How to write a good bug report

A friend of mine was complaining tonight about how people don’t write good bug reports. A Google search for “how to write good bug reports” turned up some sensible advice on the subject, but mostly verbose and poorly-written.

The best advice I ever got about how to write good bug reports was from my former manager. We use a tool at work that other people write for us, so they aren’t users, and we aren’t programmers. We have to work at it to write explanations that make sense to them, and they don’t intuitively understand what we’re expecting to happen in all cases.

Her advice can be summed up in three short points:

1. Tell them what the problem behavior is.
2. Tell them what you did that led to the problem behavior.
3. Tell them what behavior you want instead.

#2 is extremely important. Be as specific as possible. Write it down in a series of numbered steps.
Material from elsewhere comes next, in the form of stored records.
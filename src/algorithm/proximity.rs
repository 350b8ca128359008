//! Suppression of markers lying inside a larger pore's inscribed sphere

use crate::spatial::grid::{Grid, Offset};
use crate::spatial::neighborhood::Neighborhood;
use hashbrown::HashMap;

/// A marker candidate with its smoothed distance value
#[derive(Debug, Clone, Copy, PartialEq)]
pub struct PeakCandidate {
    /// Linear index of the voxel
    pub index: usize,
    /// Smoothed distance at the voxel
    pub height: f64,
}

/// Rule deciding how far an accepted marker suppresses its neighbors
#[derive(Debug, Clone, Copy, PartialEq)]
pub struct ProximityRule {
    /// Suppression radius as a multiple of the accepted marker's height
    pub factor: f64,
    /// Absolute lower bound on the suppression radius, in voxels
    pub min_distance: f64,
}

impl ProximityRule {
    /// Radius within which a marker of the given height suppresses others
    pub fn radius(&self, height: f64) -> f64 {
        (self.factor * height).max(self.min_distance)
    }
}

/// Keep the highest candidates, dropping any within reach of a kept one
///
/// Candidates are visited by descending height, ties by ascending index.
/// A candidate is dropped when its distance to an already accepted marker is
/// strictly below that marker's suppression radius. Returns accepted
/// indices in ascending order.
pub fn trim_nearby_peaks(candidates: &[PeakCandidate], grid: &Grid, rule: ProximityRule) -> Vec<usize> {
    let mut order: Vec<PeakCandidate> = candidates.to_vec();
    order.sort_by(|a, b| b.height.total_cmp(&a.height).then(a.index.cmp(&b.index)));

    let cell_size = order
        .iter()
        .map(|c| rule.radius(c.height))
        .fold(1.0, f64::max);
    let adjacent_cells = Neighborhood::cube(grid.ndim(), 1);

    let mut buckets: HashMap<Offset, Vec<(usize, f64)>> = HashMap::new();
    let mut accepted = Vec::new();

    for candidate in order {
        let cell = cell_of(grid, candidate.index, cell_size);
        let suppressed = std::iter::once(cell.clone())
            .chain(adjacent_cells.offsets().iter().map(|offset| {
                cell.iter().zip(offset).map(|(&c, &d)| c + d).collect::<Offset>()
            }))
            .filter_map(|key| buckets.get(&key))
            .flatten()
            .any(|&(kept, radius)| grid.distance(kept, candidate.index) < radius);

        if !suppressed {
            buckets
                .entry(cell)
                .or_default()
                .push((candidate.index, rule.radius(candidate.height)));
            accepted.push(candidate.index);
        }
    }

    accepted.sort_unstable();
    accepted
}

fn cell_of(grid: &Grid, index: usize, cell_size: f64) -> Offset {
    (0..grid.ndim())
        .map(|axis| (grid.axis_position(index, axis) as f64 / cell_size).floor() as isize)
        .collect()
}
In programmer-speak this is called “steps to reproduce”. This will make your programmer happy and also make sure that they don’t ignore you because they can’t see the same problem on their setup and can’t be sure how you created it on yours.

Personally, I was having the most trouble with #3, remembering not just to complain about the problem and assume they would know why it was a problem and what the solution was, but to explain exactly what I wanted instead, in detail. Trust me, the programmer doesn’t automatically know what you want. They’re hired to write code, not read minds.

Now go forth, and write good bug reports.

If your organization happens to use Bugzilla, this information (particularly about how to write a good summary) may also be helpful.